Available data
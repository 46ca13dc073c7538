use anyhow::Result;
use clap::{Parser, Subcommand};
use std::path::PathBuf;
use tracing_subscriber::{layer::SubscriberExt, util::SubscriberInitExt};

mod commands;

#[derive(Parser)]
#[command(name = "contactflow")]
#[command(version = env!("CARGO_PKG_VERSION"))]
#[command(about = "Contact workflow orchestrator: stage, validate and persist contacts", long_about = None)]
struct Cli {
    /// Configuration file (defaults to the platform config directory)
    #[arg(long, global = true, env = "CONTACTFLOW_CONFIG")]
    config: Option<PathBuf>,

    /// Log at debug level unless RUST_LOG says otherwise
    #[arg(short, long, global = true)]
    verbose: bool,

    #[command(subcommand)]
    command: Commands,
}

#[derive(Subcommand)]
enum Commands {
    /// Run a bulk submission against in-process stores and print the batch
    RunBatch(commands::batch::RunBatchArgs),
    /// Inspect or write the configuration file
    Config {
        #[command(subcommand)]
        action: ConfigAction,
    },
    /// Canonicalize a social profile URL
    Normalize {
        /// Profile URL or bare `domain/path`
        url: String,
    },
}

#[derive(Subcommand)]
enum ConfigAction {
    /// Print the effective configuration as TOML
    Show,
    /// Print the resolved configuration path
    Path,
    /// Write the default configuration if no file exists yet
    Init,
}

#[tokio::main]
async fn main() -> Result<()> {
    let cli = Cli::parse();

    let log_level = if cli.verbose { "debug" } else { "info" };
    tracing_subscriber::registry()
        .with(
            tracing_subscriber::EnvFilter::try_from_default_env()
                .unwrap_or_else(|_| format!("contactflow={0},contactflow_application={0},warn", log_level).into()),
        )
        .with(
            tracing_subscriber::fmt::layer()
                .with_target(false)
                .with_writer(std::io::stderr),
        )
        .init();

    match cli.command {
        Commands::RunBatch(args) => commands::batch::run(cli.config, args).await?,
        Commands::Config { action } => match action {
            ConfigAction::Show => commands::config::show(cli.config)?,
            ConfigAction::Path => commands::config::path(cli.config)?,
            ConfigAction::Init => commands::config::init(cli.config)?,
        },
        Commands::Normalize { url } => commands::normalize::run(&url)?,
    }

    Ok(())
}
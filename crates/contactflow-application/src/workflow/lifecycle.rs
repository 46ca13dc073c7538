use super::{CancelResult, ContactWorkflowService, ExtendResult, TransitionResult};
use chrono::Utc;
use contactflow_core::config::MAX_SESSION_TTL_SECS;
use contactflow_core::session::WorkflowState;
use contactflow_core::{FlowError, Result};

impl ContactWorkflowService {
    /// Pushes `expires_at` out by exactly `additional_ttl_secs`.
    pub async fn extend_session(&self, session_id: &str, additional_ttl_secs: u64) -> Result<ExtendResult> {
        if additional_ttl_secs == 0 {
            return Err(FlowError::invalid_argument("additional TTL must be positive"));
        }
        let mut stored = self.sessions.require(session_id).await?;
        let session = &mut stored.session;
        if session.is_terminal() {
            return Err(FlowError::invalid_state(session_id, session.state, "extend_session"));
        }
        let new_ttl = session.ttl_secs.saturating_add(additional_ttl_secs);
        if new_ttl > MAX_SESSION_TTL_SECS {
            return Err(FlowError::invalid_argument(format!(
                "extended TTL {}s would exceed {}s",
                new_ttl, MAX_SESSION_TTL_SECS
            )));
        }

        session.extend(additional_ttl_secs, Utc::now());
        self.sessions.save(&mut stored).await?;

        let session = &stored.session;
        tracing::info!(
            session_id = %session_id,
            expires_at = %session.expires_at,
            total_extensions = session.total_extensions,
            "Session extended"
        );
        Ok(ExtendResult {
            session_id: session.session_id.clone(),
            expires_at: session.expires_at,
            ttl_secs: session.ttl_secs,
            total_extensions: session.total_extensions,
        })
    }

    /// Deletes the session.
    ///
    /// Absent and terminal sessions report `cancelled: true`. A session whose
    /// create call may be in flight is refused with `Conflict`.
    pub async fn cancel_session(&self, session_id: &str) -> Result<CancelResult> {
        let Some(stored) = self.sessions.load(session_id).await? else {
            return Ok(CancelResult {
                session_id: session_id.to_string(),
                cancelled: true,
                was_present: false,
            });
        };
        if stored.session.state.is_mid_persistence() {
            tracing::warn!(session_id = %session_id, "Refusing to cancel mid-persistence");
            return Err(FlowError::conflict(
                session_id,
                "a contact create is in flight; reconcile_persistence once it is stale",
            ));
        }

        self.sessions.delete(session_id).await?;
        tracing::info!(session_id = %session_id, state = %stored.session.state, "Session cancelled");
        Ok(CancelResult {
            session_id: session_id.to_string(),
            cancelled: true,
            was_present: true,
        })
    }

    /// Abandons a session: moves it to `failed` and records the outcome.
    ///
    /// Failing an already failed session is a no-op.
    pub async fn fail_session(&self, session_id: &str, reason: &str) -> Result<TransitionResult> {
        let mut stored = self.sessions.require(session_id).await?;
        match stored.session.state {
            WorkflowState::Failed => return Ok(TransitionResult::from(&stored.session)),
            WorkflowState::Persisting => {
                return Err(FlowError::conflict(
                    session_id,
                    "a contact create is in flight; wait for its outcome or reconcile_persistence",
                ));
            }
            _ => {}
        }
        self.mark_failed(&mut stored, reason, format!("abandoned: {}", reason))
            .await?;
        Ok(TransitionResult::from(&stored.session))
    }
}

#[cfg(test)]
mod tests {
    use super::super::test_support::*;
    use chrono::Duration;
    use contactflow_core::session::{PersistOptions, StageOptions, ValidateOptions, WorkflowState};
    use contactflow_core::FlowError;

    #[tokio::test]
    async fn test_extend_adds_exactly() {
        let h = harness();
        let staged = h.service.stage(john(), "acct_1", StageOptions::default()).await.unwrap();
        let before = h.service.get_staged(&staged.session_id).await.unwrap().unwrap();

        let result = h.service.extend_session(&staged.session_id, 3600).await.unwrap();
        assert_eq!(result.expires_at - before.expires_at, Duration::seconds(3600));
        assert_eq!(result.total_extensions, before.total_extensions + 1);

        let after = h.service.get_staged(&staged.session_id).await.unwrap().unwrap();
        assert_eq!(after.expires_at, after.last_updated_at + Duration::seconds(after.ttl_secs as i64));
    }

    #[tokio::test]
    async fn test_extend_is_capped() {
        let h = harness();
        let staged = h.service.stage(john(), "acct_1", StageOptions::default()).await.unwrap();
        let err = h.service.extend_session(&staged.session_id, 86_400).await.unwrap_err();
        assert!(matches!(err, FlowError::InvalidArgument(_)));
    }

    #[tokio::test]
    async fn test_cancel_is_idempotent() {
        let h = harness();
        let staged = h.service.stage(john(), "acct_1", StageOptions::default()).await.unwrap();
        let first = h.service.cancel_session(&staged.session_id).await.unwrap();
        assert!(first.cancelled && first.was_present);
        let second = h.service.cancel_session(&staged.session_id).await.unwrap();
        assert!(second.cancelled && !second.was_present);
        assert!(h.service.get_staged(&staged.session_id).await.unwrap().is_none());
    }

    #[tokio::test]
    async fn test_cancel_terminal_session() {
        let h = harness();
        let staged = h.service.stage(john(), "acct_1", StageOptions::default()).await.unwrap();
        h.service.validate(&staged.session_id, ValidateOptions::default()).await.unwrap();
        h.service.persist(&staged.session_id, PersistOptions::default()).await.unwrap();
        assert!(h.service.cancel_session(&staged.session_id).await.unwrap().cancelled);
    }

    #[tokio::test]
    async fn test_cancel_mid_persistence_conflicts() {
        let h = harness();
        let staged = h.service.stage(john(), "acct_1", StageOptions::default()).await.unwrap();
        h.service.validate(&staged.session_id, ValidateOptions::default()).await.unwrap();

        // Freeze the session as if a create call were in flight.
        let mut stored = h.service.sessions().require(&staged.session_id).await.unwrap();
        stored.session.state = WorkflowState::Persisting;
        h.service.sessions().save(&mut stored).await.unwrap();

        let err = h.service.cancel_session(&staged.session_id).await.unwrap_err();
        assert!(err.is_conflict());
        assert!(h.service.get_staged(&staged.session_id).await.unwrap().is_some());
    }

    #[tokio::test]
    async fn test_cancel_after_reconciling_stale_persistence() {
        let h = harness();
        let staged = h.service.stage(john(), "acct_1", StageOptions::default()).await.unwrap();
        h.service.validate(&staged.session_id, ValidateOptions::default()).await.unwrap();

        let mut stored = h.service.sessions().require(&staged.session_id).await.unwrap();
        stored.session.state = WorkflowState::Persisting;
        stored.session.last_updated_at = chrono::Utc::now() - chrono::Duration::minutes(10);
        h.service.sessions().save(&mut stored).await.unwrap();

        let err = h.service.fail_session(&staged.session_id, "operator gave up").await.unwrap_err();
        assert!(err.is_conflict());

        h.service.reconcile_persistence(&staged.session_id).await.unwrap();
        let cancelled = h.service.cancel_session(&staged.session_id).await.unwrap();
        assert!(cancelled.was_present);
        assert!(h.service.get_staged(&staged.session_id).await.unwrap().is_none());
    }

    #[tokio::test]
    async fn test_fail_session() {
        let h = harness();
        let staged = h.service.stage(john(), "acct_1", StageOptions::default()).await.unwrap();
        let result = h.service.fail_session(&staged.session_id, "duplicate_lead").await.unwrap();
        assert_eq!(result.status, WorkflowState::Failed);
        let again = h.service.fail_session(&staged.session_id, "duplicate_lead").await.unwrap();
        assert_eq!(again.status, WorkflowState::Failed);

        let outcomes = h.outcomes.recorded.lock().await;
        assert_eq!(outcomes.len(), 1);
        assert_eq!(outcomes[0].failure_reason.as_deref(), Some("duplicate_lead"));

        drop(outcomes);
        let err = h.service.extend_session(&staged.session_id, 60).await.unwrap_err();
        assert!(matches!(err, FlowError::InvalidState { .. }));
    }
}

Brief
Which lines above hold the word "create"? Copy each of them.

Response for this exercise
    /// create call may be in flight is refused with `Conflict`.
                "a contact create is in flight; reconcile_persistence once it is stale",
                    "a contact create is in flight; wait for its outcome or reconcile_persistence",
        // Freeze the session as if a create call were in flight.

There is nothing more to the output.